Si avverte in questo tempo un bisogno sottile di stringere a sé, in forma fisica o metaforica, la corteccia degli alberi e la loro natura negata e maltrattata.
Giorgio Vacchiano, docente dell’Università di Milano, ne è persuaso. Nel libro La resilienza del bosco (Mondadori) sostiene che accarezzare il tronco di un albero, la sua armatura protettiva e immaginare la presenza dei suoi milioni di vasi che consentono lo scambio di sostanze nutritive, induca meraviglia e benessere fisico, divenendo un’esperienza impareggiabile.
La nostra specie è nata sugli alberi e ad essi è legata da un rapporto ancestrale. Vacchiano ricorda come gli alberi siano immanenti, radicati nel presente e quanto sia ignota la loro morte; nondimeno essi insegnano a guardare in modo diverso al tempo, a resistere e conservare la memoria.
All’opinione di Vacchiano fa eco quella di Jón Kalman Stefánsson. Il noto scrittore islandese mostra, infatti, di apprezzare l’idea di abbracciare un albero, gesto che consentirebbe di avvicinare a sé non solo un essere vivente ma una parte vitale della natura.
Nell’accarezzare il suo tronco si sfiorerebbero al tempo stesso le radici, quindi le profondità della terra. È come cingere il mondo intero e ascoltare la sua voce.
Chi nutre un trasporto autentico verso la natura non ignora di certo che gli alberi possiedono, prima di ogni cosa, un potere trasformativo e restituiscono ciò di cui si ha bisogno, alleviando le nostre ansie e ritrovando amici silenziosi.
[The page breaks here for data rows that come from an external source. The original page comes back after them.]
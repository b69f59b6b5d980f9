//! Wire types for the completions endpoint.

use serde::{Deserialize, Deserializer, Serialize};
use serde_json::{Map, Value};

/// Value of `id` in every response.
pub const RESPONSE_ID: &str = "chatcmpl-123";
/// Value of `object` in every response.
pub const RESPONSE_OBJECT: &str = "text_completion";
/// Value of `created` in every response.
pub const RESPONSE_CREATED: i64 = 1_234_567_890;
/// `finish_reason` of the single choice.
pub const FINISH_REASON: &str = "stop";

/// Field names of [`CompletionRequest`] as they appear on the wire.
const REQUEST_FIELDS: [&str; 4] = ["model", "prompt", "max_tokens", "temperature"];

/// Body of `POST /v1/completions`.
///
/// Every field is optional and falls back to its zero value, as does an
/// explicit `null`. `max_tokens` and `temperature` are accepted for client
/// compatibility but never reach the inference binary.
#[derive(Debug, Clone, Default, PartialEq, Serialize, Deserialize)]
#[serde(default)]
pub struct CompletionRequest {
    /// Model name, echoed back in the response.
    #[serde(deserialize_with = "null_as_default")]
    pub model: String,
    /// Prompt text passed to the inference binary.
    #[serde(deserialize_with = "null_as_default")]
    pub prompt: String,
    /// Requested output cap (ignored).
    #[serde(deserialize_with = "null_as_default")]
    pub max_tokens: i64,
    /// Requested sampling temperature (ignored).
    #[serde(deserialize_with = "null_as_default")]
    pub temperature: f64,
}

impl CompletionRequest {
    /// Parses a request body leniently.
    ///
    /// A top-level `null` is an empty request, the last of duplicate keys
    /// wins, and keys match field names case-insensitively with an exact
    /// match taking precedence. Wrong value types are still errors.
    ///
    /// # Errors
    ///
    /// Returns an error if the body is not JSON or a field has the wrong type.
    pub fn from_slice(body: &[u8]) -> Result<Self, serde_json::Error> {
        match serde_json::from_slice::<Value>(body)? {
            Value::Null => Ok(Self::default()),
            Value::Object(map) => serde_json::from_value(Value::Object(fold_field_case(map))),
            other => serde_json::from_value(other),
        }
    }
}

/// Renames keys that match a request field only up to ASCII case.
fn fold_field_case(map: Map<String, Value>) -> Map<String, Value> {
    let mut folded = Map::with_capacity(map.len());
    let mut inexact = Vec::new();
    for (key, value) in map {
        match REQUEST_FIELDS.iter().find(|field| field.eq_ignore_ascii_case(&key)) {
            Some(field) if **field != key => inexact.push((*field, value)),
            _ => {
                folded.insert(key, value);
            }
        }
    }
    for (field, value) in inexact {
        folded.entry(field).or_insert(value);
    }
    folded
}

fn null_as_default<'de, D, T>(deserializer: D) -> Result<T, D::Error>
where
    D: Deserializer<'de>,
    T: Deserialize<'de> + Default,
{
    Ok(Option::<T>::deserialize(deserializer)?.unwrap_or_default())
}

/// One generated alternative.
#[derive(Debug, Clone, PartialEq, Serialize, Deserialize)]
pub struct Choice {
    /// Generated text.
    pub text: String,
    /// Position in `choices`.
    pub index: u32,
    /// Why generation stopped.
    pub finish_reason: String,
}

/// Token accounting. Never computed, so always zero.
#[derive(Debug, Clone, Copy, Default, PartialEq, Eq, Serialize, Deserialize)]
pub struct Usage {
    /// Tokens in the prompt.
    pub prompt_tokens: u32,
    /// Tokens generated.
    pub completion_tokens: u32,
    /// Sum of the two.
    pub total_tokens: u32,
}

/// Successful response envelope.
#[derive(Debug, Clone, PartialEq, Serialize, Deserialize)]
pub struct CompletionResponse {
    /// Response id (constant).
    pub id: String,
    /// Object type (constant).
    pub object: String,
    /// Creation timestamp (constant).
    pub created: i64,
    /// Model name from the request.
    pub model: String,
    /// Exactly one choice.
    pub choices: Vec<Choice>,
    /// Always zero.
    pub usage: Usage,
}

impl CompletionResponse {
    /// Wraps generated `text` in the fixed envelope.
    #[must_use]
    pub fn new(model: impl Into<String>, text: impl Into<String>) -> Self {
        Self {
            id: RESPONSE_ID.to_string(),
            object: RESPONSE_OBJECT.to_string(),
            created: RESPONSE_CREATED,
            model: model.into(),
            choices: vec![Choice {
                text: text.into(),
                index: 0,
                finish_reason: FINISH_REASON.to_string(),
            }],
            usage: Usage::default(),
        }
    }
}

/// Body of every error response.
#[derive(Debug, Clone, PartialEq, Eq, Serialize, Deserialize)]
pub struct ErrorBody {
    /// Generic, client-safe message.
    pub error: String,
}
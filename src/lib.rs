//! Core library entry for the `llamagate` server.
//!
//! `llamagate` downloads a model with `huggingface-cli` once at startup and
//! then answers `POST /v1/completions` by running `llama-cli` on each prompt.

pub mod adapters;
pub mod api;
pub mod cassette;
pub mod cli;
pub mod commands;
pub mod config;
pub mod context;
pub mod error;
pub mod inference;
pub mod ports;
pub mod provision;

pub use error::{Error, Result};

use clap::error::ErrorKind;
use clap::Parser;
use tracing_subscriber::EnvFilter;

/// Run the CLI with the provided arguments.
///
/// # Errors
///
/// Returns an error string when argument parsing fails or command execution fails.
pub fn run<I, T>(args: I) -> std::result::Result<(), String>
where
    I: IntoIterator<Item = T>,
    T: Into<std::ffi::OsString> + Clone,
{
    let cli = match cli::Cli::try_parse_from(args) {
        Ok(cli) => cli,
        Err(err) if matches!(err.kind(), ErrorKind::DisplayHelp | ErrorKind::DisplayVersion) => {
            print!("{err}");
            return Ok(());
        }
        Err(err) => return Err(err.to_string()),
    };
    commands::dispatch(&cli.command())
}

/// Install the stderr log subscriber.
///
/// The filter comes from `RUST_LOG` and defaults to `info`. Calling this more
/// than once is harmless.
pub fn init_logging() {
    let filter = EnvFilter::try_from_default_env().unwrap_or_else(|_| EnvFilter::new("info"));
    let _ = tracing_subscriber::fmt().with_env_filter(filter).with_writer(std::io::stderr).try_init();
}

#[cfg(test)]
mod tests {
    use super::run;

    #[test]
    fn run_errors_on_unknown_subcommand() {
        let err = run(["llamagate", "unknown"]).unwrap_err();
        assert!(err.contains("unrecognized subcommand"));
    }

    #[test]
    fn help_is_not_an_error() {
        assert!(run(["llamagate", "--help"]).is_ok());
    }

    #[test]
    fn init_logging_twice_is_harmless() {
        super::init_logging();
        super::init_logging();
    }
}
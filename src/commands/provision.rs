//! `llamagate provision` command.

use crate::config::Config;
use crate::context::ServiceContext;

/// Download the configured model and exit.
///
/// # Errors
///
/// Returns an error string if the downloader cannot be run or fails.
pub fn run(ctx: &ServiceContext, config: &Config) -> Result<(), String> {
    crate::provision::provision(ctx.runner.as_ref(), config)
        .map_err(|e| format!("Failed to load model: {e}"))
}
Di ciò è convinto anche Tiziano Fratus, che nel recente libro Sutra degli alberi (Piano B Edizioni) racconta di sé e della scelta di meditare seduto dinanzi ad essi, pratica del resto attuata nelle comunità umane da migliaia di anni.
Fratus dice di aver “mollato” la presa sul mondo a favore di una “ disarmante contemplazione” che sa ridurre le distanze: si accomoda, incrociando le gambe, al lato di alberi secolari, disponendosi a un lento abbandono. Afferma di aver voluto “coltivare la distanza”, senza affidarsi ad alcuna protezione esterna, scegliendo invece d’essere “rifugio di se stesso”.
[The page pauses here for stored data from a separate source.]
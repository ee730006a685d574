//! The pluggable sector/record layout behind the journal engine.
//!
//! [`JournalFormat`] is the seam between the ring engine and the bytes it
//! stamps onto the medium. The engine never sees a format's header types;
//! [`SectorInfo`] and [`RecordInfo`] are the only shared vocabulary. A format
//! decides what a sector or record header looks like, whether existing bytes
//! are valid, and how a reserved record is atomically promoted to a committed
//! one.

use crate::storage::{ByteStorage, StorageSpan};

/// Classification of a whole sector.
#[derive(Debug, Clone, Copy, PartialEq, Eq, Default)]
pub enum SectorState {
    /// Header present but unusable (wrong magic, torn header, corruption).
    #[default]
    Bad,
    /// Fully erased, ready for initialization.
    Empty,
    /// Carries a valid header and possibly records.
    Valid,
    /// Valid, and its sequence immediately precedes the reference sector
    /// passed to the scan.
    ValidPreceding,
}

/// Classification of one record slot.
#[derive(Debug, Clone, Copy, PartialEq, Eq, Default)]
pub enum RecordState {
    /// Header present but the record never committed, or is corrupt.
    #[default]
    Bad,
    /// Erased bytes; marks the free space at the end of a sector.
    Empty,
    /// Committed record with a readable payload.
    Valid,
}

/// What a format reports about a sector.
///
/// `sequence`, `first_record` and `fixed_record_size` are meaningful only when
/// the state is valid. The default is `Bad` with zeroed fields, which doubles
/// as the "not yet scanned" marker in cursors.
#[derive(Debug, Clone, Copy, Default)]
pub struct SectorInfo {
    /// Monotone per-sector sequence number, compared wrap-aware.
    pub sequence: u32,
    /// Byte offset from the sector start to the first record header.
    pub first_record: u16,
    /// 0 for variable-length sectors, else the fixed record stride.
    pub fixed_record_size: u8,
    /// Sector classification.
    pub state: SectorState,
}

impl SectorInfo {
    #[inline]
    pub fn is_bad(&self) -> bool {
        self.state == SectorState::Bad
    }

    #[inline]
    pub fn is_empty(&self) -> bool {
        self.state == SectorState::Empty
    }

    /// True for both `Valid` and `ValidPreceding`.
    #[inline]
    pub fn is_valid(&self) -> bool {
        matches!(self.state, SectorState::Valid | SectorState::ValidPreceding)
    }

    #[inline]
    pub fn is_preceding(&self) -> bool {
        self.state == SectorState::ValidPreceding
    }
}

/// What a format reports about a record slot.
#[derive(Debug, Clone, Copy, Default)]
pub struct RecordInfo {
    /// Payload length in bytes; meaningful when the record is valid.
    pub payload: u16,
    /// Offset from the start of the scanned remaining-of-sector span to the
    /// next record header. Set when valid; may be set for a bad record to
    /// allow skipping over it, and left 0 when the bad record cannot be
    /// skipped.
    pub next_record: u16,
    /// Record classification.
    pub state: RecordState,
}

impl RecordInfo {
    #[inline]
    pub fn is_bad(&self) -> bool {
        self.state == RecordState::Bad
    }

    #[inline]
    pub fn is_empty(&self) -> bool {
        self.state == RecordState::Empty
    }

    #[inline]
    pub fn is_valid(&self) -> bool {
        self.state == RecordState::Valid
    }

    #[inline]
    pub fn payload_len(&self) -> usize {
        self.payload as usize
    }

    #[inline]
    pub fn next_record_offset(&self) -> usize {
        self.next_record as usize
    }
}

/// Strategy object that stamps and inspects sectors and records.
///
/// All spans handed to a format are bounded: `sector` spans cover exactly one
/// sector, `sector_remaining` spans run from a record position to the end of
/// its sector. A format must never touch bytes outside the span it is given.
#[allow(async_fn_in_trait)]
pub trait JournalFormat {
    /// Classifies a sector.
    ///
    /// When `following` is supplied, a valid sector whose sequence is exactly
    /// one less (wrap-aware) than `following.sequence` is reported
    /// [`SectorState::ValidPreceding`] instead of plain `Valid`. On any valid
    /// outcome, `info.sequence`, `info.first_record` and
    /// `info.fixed_record_size` are filled in.
    async fn scan_sector<S: ByteStorage>(
        &self,
        sector: StorageSpan<'_, S>,
        info: &mut SectorInfo,
        following: Option<&SectorInfo>,
    );

    /// Inspects the record header at the start of `sector_remaining`.
    ///
    /// `sector_info` is the result of [`scan_sector`](Self::scan_sector) for
    /// the containing sector. Returns the byte offset from the start of
    /// `sector_remaining` to the payload.
    async fn scan_record<S: ByteStorage>(
        &self,
        sector_remaining: StorageSpan<'_, S>,
        sector_info: &SectorInfo,
        info: &mut RecordInfo,
    ) -> usize;

    /// Writes a fresh header into an erased sector.
    ///
    /// On entry `info` holds the most recent sector's info; the format assigns
    /// `info.sequence = previous + 1` when that info was valid, else starts at
    /// 1. On success the state is `Valid` and `first_record` /
    /// `fixed_record_size` are filled; on failure the state is `Bad`.
    async fn init_sector<S: ByteStorage>(&self, sector: StorageSpan<'_, S>, info: &mut SectorInfo);

    /// Reserves space for a record of up to `payload` bytes.
    ///
    /// The format clamps the request to what fits (and to its own ceiling),
    /// writes the header in unfinished form, and reports the granted payload
    /// length and the offset of the next record. Returns the byte offset from
    /// the start of `sector_remaining` to the payload. When nothing fits the
    /// state is `Bad` and `next_record` is 0, telling the engine to advance
    /// to a new sector.
    async fn init_record<S: ByteStorage>(
        &self,
        sector_remaining: StorageSpan<'_, S>,
        info: &mut RecordInfo,
        payload: usize,
    ) -> usize;

    /// Promotes a reserved record to a committed one.
    ///
    /// `payload` is the span returned by the reservation. The promotion must
    /// be a single programming step that cannot be observed half-applied as a
    /// valid record: after a crash the record is either valid or still
    /// unfinished.
    async fn commit_record<S: ByteStorage>(&self, payload: StorageSpan<'_, S>);
}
Il testo di Fratus, a metà fra saggio e scrittura di sé, mette radici in più luoghi, è il caso di dire, stabilendo inevitabili connessioni fra diverse visioni filosofiche, spirituali e poetiche.
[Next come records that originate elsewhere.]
//! Contract for erase-before-write byte-addressable storage.
//!
//! [`ByteStorage`] models NOR-flash-like media: the medium is divided into
//! fixed-size sectors, erasing a sector sets every byte to `0xFF`, and
//! programming can only clear bits (each written byte is AND-ed into the
//! existing content). Flipping a `0` back to a `1` requires erasing the whole
//! sector that contains it.
//!
//! Every medium-touching method is `async`: awaiting it is a suspension point
//! at which the backing driver may poll a busy device, wait for a bus, or
//! simply yield to other tasks. Implementations are single-writer and take
//! `&self`; a shared bus below the trait serialises itself.
//!
//! # Address model
//!
//! Addresses are `u32` byte offsets from the start of the medium. `size` must
//! be a multiple of `sector_size`, and `sector_size` must be a power of two,
//! so sector `i` covers `[i * sector_size, (i + 1) * sector_size)`.

use core::future::Future;
use std::time::Duration;

use tokio::io::{AsyncRead, AsyncReadExt, AsyncWrite, AsyncWriteExt};

use crate::constants::{ERASED, PROGRAM_PAGE_SIZE};
use crate::storage::span::StorageSpan;

/// Bound on how long a streaming operation may wait for its pipe peer.
///
/// Timeouts apply per transferred chunk, not to the whole operation; a slow
/// but live peer never trips them.
#[derive(Debug, Clone, Copy, PartialEq, Eq)]
pub enum Timeout {
    /// Wait for the peer indefinitely.
    Infinite,
    /// Give up on the current chunk after this long.
    After(Duration),
}

impl Timeout {
    /// Runs `fut` under this timeout. `None` means the deadline elapsed.
    pub(crate) async fn bound<F: Future>(self, fut: F) -> Option<F::Output> {
        match self {
            Timeout::Infinite => Some(fut.await),
            Timeout::After(limit) => tokio::time::timeout(limit, fut).await.ok(),
        }
    }
}

/// Byte-addressable storage that can be erased only by whole sectors.
///
/// Out-of-range access is a programmer error and panics; implementations
/// assert every address range against [`size`](ByteStorage::size).
#[allow(async_fn_in_trait)]
pub trait ByteStorage {
    /// Total size of the medium in bytes. Multiple of the sector size.
    fn size(&self) -> u32;

    /// Sector (erase unit) size in bytes. Power of two.
    fn sector_size(&self) -> u32;

    /// Reads `buf.len()` bytes starting at `addr`.
    async fn read(&self, addr: u32, buf: &mut [u8]);

    /// Programs `data` at `addr`, AND-ing each byte into the current content.
    ///
    /// Writing to bytes that are not erased (or otherwise AND-compatible with
    /// `data`) silently loses the set bits; callers that need the exact value
    /// back must program erased bytes only.
    async fn write(&self, addr: u32, data: &[u8]);

    /// ANDs `value` into every byte of `[addr, addr + length)`.
    async fn fill(&self, addr: u32, value: u8, length: usize);

    /// Returns whether every byte of `[addr, addr + length)` equals `value`.
    /// An empty range is trivially uniform.
    async fn is_all(&self, addr: u32, value: u8, length: usize) -> bool;

    /// Erases one sector at the front of the (sector-rounded) range.
    ///
    /// Returns the address just past the erased sector, i.e. where the caller
    /// should continue, or `addr` unchanged if nothing could be erased. This
    /// lets callers erase large ranges cooperatively, yielding between
    /// sectors.
    async fn erase_first(&self, addr: u32, length: u32) -> u32;

    /// Resolves once all previously submitted programming has drained to the
    /// medium.
    async fn sync(&self);

    /// Returns whether `[addr, addr + length)` is fully erased.
    async fn is_empty(&self, addr: u32, length: usize) -> bool {
        self.is_all(addr, ERASED, length).await
    }

    /// Erases every sector overlapping `[addr, addr + length)`.
    ///
    /// Returns `false` if any sector refused to erase; sectors before the
    /// failure point stay erased.
    async fn erase(&self, addr: u32, length: u32) -> bool {
        let mask = self.sector_mask();
        let mut start = addr & !mask;
        let end = ((addr as u64 + length as u64 + mask as u64) & !(mask as u64)) as u32;
        assert!(end as u64 <= self.size() as u64);

        while start < end {
            let next = self.erase_first(start, end - start).await;
            if next == start {
                return false;
            }
            start = next;
        }
        true
    }

    /// Streams `length` bytes starting at `addr` into a hardware register.
    ///
    /// Every byte is written to the same address through a volatile store, as
    /// a memory-mapped peripheral FIFO expects.
    ///
    /// # Safety
    ///
    /// `reg` must be valid for volatile single-byte writes for the whole call.
    async unsafe fn read_to_register(&self, addr: u32, reg: *mut u8, length: usize) {
        assert!(addr as u64 + length as u64 <= self.size() as u64);

        let mut buf = [0u8; PROGRAM_PAGE_SIZE];
        let mut done = 0;
        while done < length {
            let chunk = (length - done).min(PROGRAM_PAGE_SIZE);
            self.read(addr + done as u32, &mut buf[..chunk]).await;
            for &byte in &buf[..chunk] {
                // SAFETY: caller guarantees `reg` is valid for volatile writes.
                unsafe { core::ptr::write_volatile(reg, byte) };
            }
            done += chunk;
        }
    }

    /// Streams `length` bytes starting at `addr` into `pipe`.
    ///
    /// Transfers one program page at a time; returns the number of bytes
    /// delivered, which is less than `length` if the pipe closed or a chunk
    /// timed out.
    async fn read_to_pipe<W>(
        &self,
        pipe: &mut W,
        addr: u32,
        length: usize,
        timeout: Timeout,
    ) -> usize
    where
        W: AsyncWrite + Unpin,
        Self: Sized,
    {
        assert!(addr as u64 + length as u64 <= self.size() as u64);

        let mut buf = [0u8; PROGRAM_PAGE_SIZE];
        let mut done = 0;
        while done < length {
            let chunk = (length - done).min(PROGRAM_PAGE_SIZE);
            self.read(addr + done as u32, &mut buf[..chunk]).await;
            match timeout.bound(pipe.write_all(&buf[..chunk])).await {
                Some(Ok(())) => done += chunk,
                Some(Err(_)) | None => break,
            }
        }
        done
    }

    /// Programs `length` bytes starting at `addr` from `pipe`.
    ///
    /// Returns the number of bytes programmed; short if the pipe closed or a
    /// chunk timed out before `length` bytes arrived.
    async fn write_from_pipe<R>(
        &self,
        pipe: &mut R,
        addr: u32,
        length: usize,
        timeout: Timeout,
    ) -> usize
    where
        R: AsyncRead + Unpin,
        Self: Sized,
    {
        assert!(addr as u64 + length as u64 <= self.size() as u64);

        let mut buf = [0u8; PROGRAM_PAGE_SIZE];
        let mut done = 0;
        while done < length {
            let want = (length - done).min(PROGRAM_PAGE_SIZE);
            match timeout.bound(pipe.read(&mut buf[..want])).await {
                Some(Ok(0)) | Some(Err(_)) | None => break,
                Some(Ok(got)) => {
                    self.write(addr + done as u32, &buf[..got]).await;
                    done += got;
                }
            }
        }
        done
    }

    // ─────────────────────────────────────────────────────────────────────
    // Geometry helpers
    // ─────────────────────────────────────────────────────────────────────

    /// `sector_size - 1`; the low bits of an address within its sector.
    #[inline]
    fn sector_mask(&self) -> u32 {
        self.sector_size() - 1
    }

    /// Address of the first byte of the sector containing `addr`.
    #[inline]
    fn sector_address(&self, addr: u32) -> u32 {
        addr & !self.sector_mask()
    }

    /// Returns whether `a` and `b` fall in the same sector.
    #[inline]
    fn is_same_sector(&self, a: u32, b: u32) -> bool {
        ((a ^ b) & !self.sector_mask()) == 0
    }

    /// Bytes from `addr` to the end of its sector, inclusive of `addr`.
    #[inline]
    fn sector_remaining(&self, addr: u32) -> usize {
        ((!addr & self.sector_mask()) + 1) as usize
    }

    /// Number of sectors on the medium.
    #[inline]
    fn sector_count(&self) -> u32 {
        self.size() / self.sector_size()
    }

    // ─────────────────────────────────────────────────────────────────────
    // Span constructors
    // ─────────────────────────────────────────────────────────────────────

    /// Returns a sub-range view. Panics if the range exceeds the medium.
    fn span(&self, addr: u32, length: usize) -> StorageSpan<'_, Self>
    where
        Self: Sized,
    {
        StorageSpan::new(self, addr, length)
    }

    /// Returns the span of the whole sector containing `addr`.
    fn sector_span(&self, addr: u32) -> StorageSpan<'_, Self>
    where
        Self: Sized,
    {
        assert!(addr < self.size());
        StorageSpan::new(self, self.sector_address(addr), self.sector_size() as usize)
    }

    /// Returns the span from `addr` to the end of its sector.
    fn rest_of_sector_span(&self, addr: u32) -> StorageSpan<'_, Self>
    where
        Self: Sized,
    {
        assert!(addr < self.size());
        StorageSpan::new(self, addr, self.sector_remaining(addr))
    }
}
Il lavoro è percorso da un interrogativo incessante: cosa definiamo per Madre Terra, qual è l’alfabeto degli alberi e di quale natura è il liquido silenzioso che lo abita?
In attesa di una risposta, visita piante secolari e monumentali, disponendosi verso esse come se fossero parenti stretti, vecchi e saggi amici, presenze silenziose che ascoltano ciò che non può vedere e sentire.
Ha inizio così una profonda e continua meditazione, sorretta da una autentica aspirazione di “mineralità”, o meglio, da un’urgenza di “dosare” l’esistenza lungo il tempo che si ritiene avere, per far ritorno a un’antica lentezza.
In questo modo si accolgono le proprie debolezze e il sentimento che ci informa di “essere pronti a spezzarci”.
Incontra così il buddismo: gli alberi vetusti danno forma alla sua spiritualità e, nel conciliarsi con “ le parole e le cose” di ogni giorno, Fratus scopre che c’è un Budda in ogni albero, in fondo a ogni radice, in ogni filo d’erba e in ogni “pioggia” di foglia.
È indispensabile chiedersi adesso: la natura ha consapevolezza della nostra esistenza, gli alberi di un bosco, ad esempio, si accorgono che passeggiamo loro accanto, che li guardiamo e semmai li tocchiamo? Il frassino e l’ontano, che crescono a pochi passi, sanno di noi?
Una prima risposta, ancorché suggestiva, è offerta dalla poetessa Chandra Candiani nel libro Questo immenso non sapere, conversazione con alberi, animali e il cuore umano (Einaudi).
A lenti passi l’autrice ci introduce nella pratica meditativa, tramite la quale familiarizza con il non sapere. Coloro che ritengono di conoscere, osserva Candiani, vivono soltanto esperienze di seconda mano, senza accedere ad alcuna intimità e vacillando dinanzi al non conosciuto. E’ la meraviglia che sa curare finanche il cuore “più ferito della terra”.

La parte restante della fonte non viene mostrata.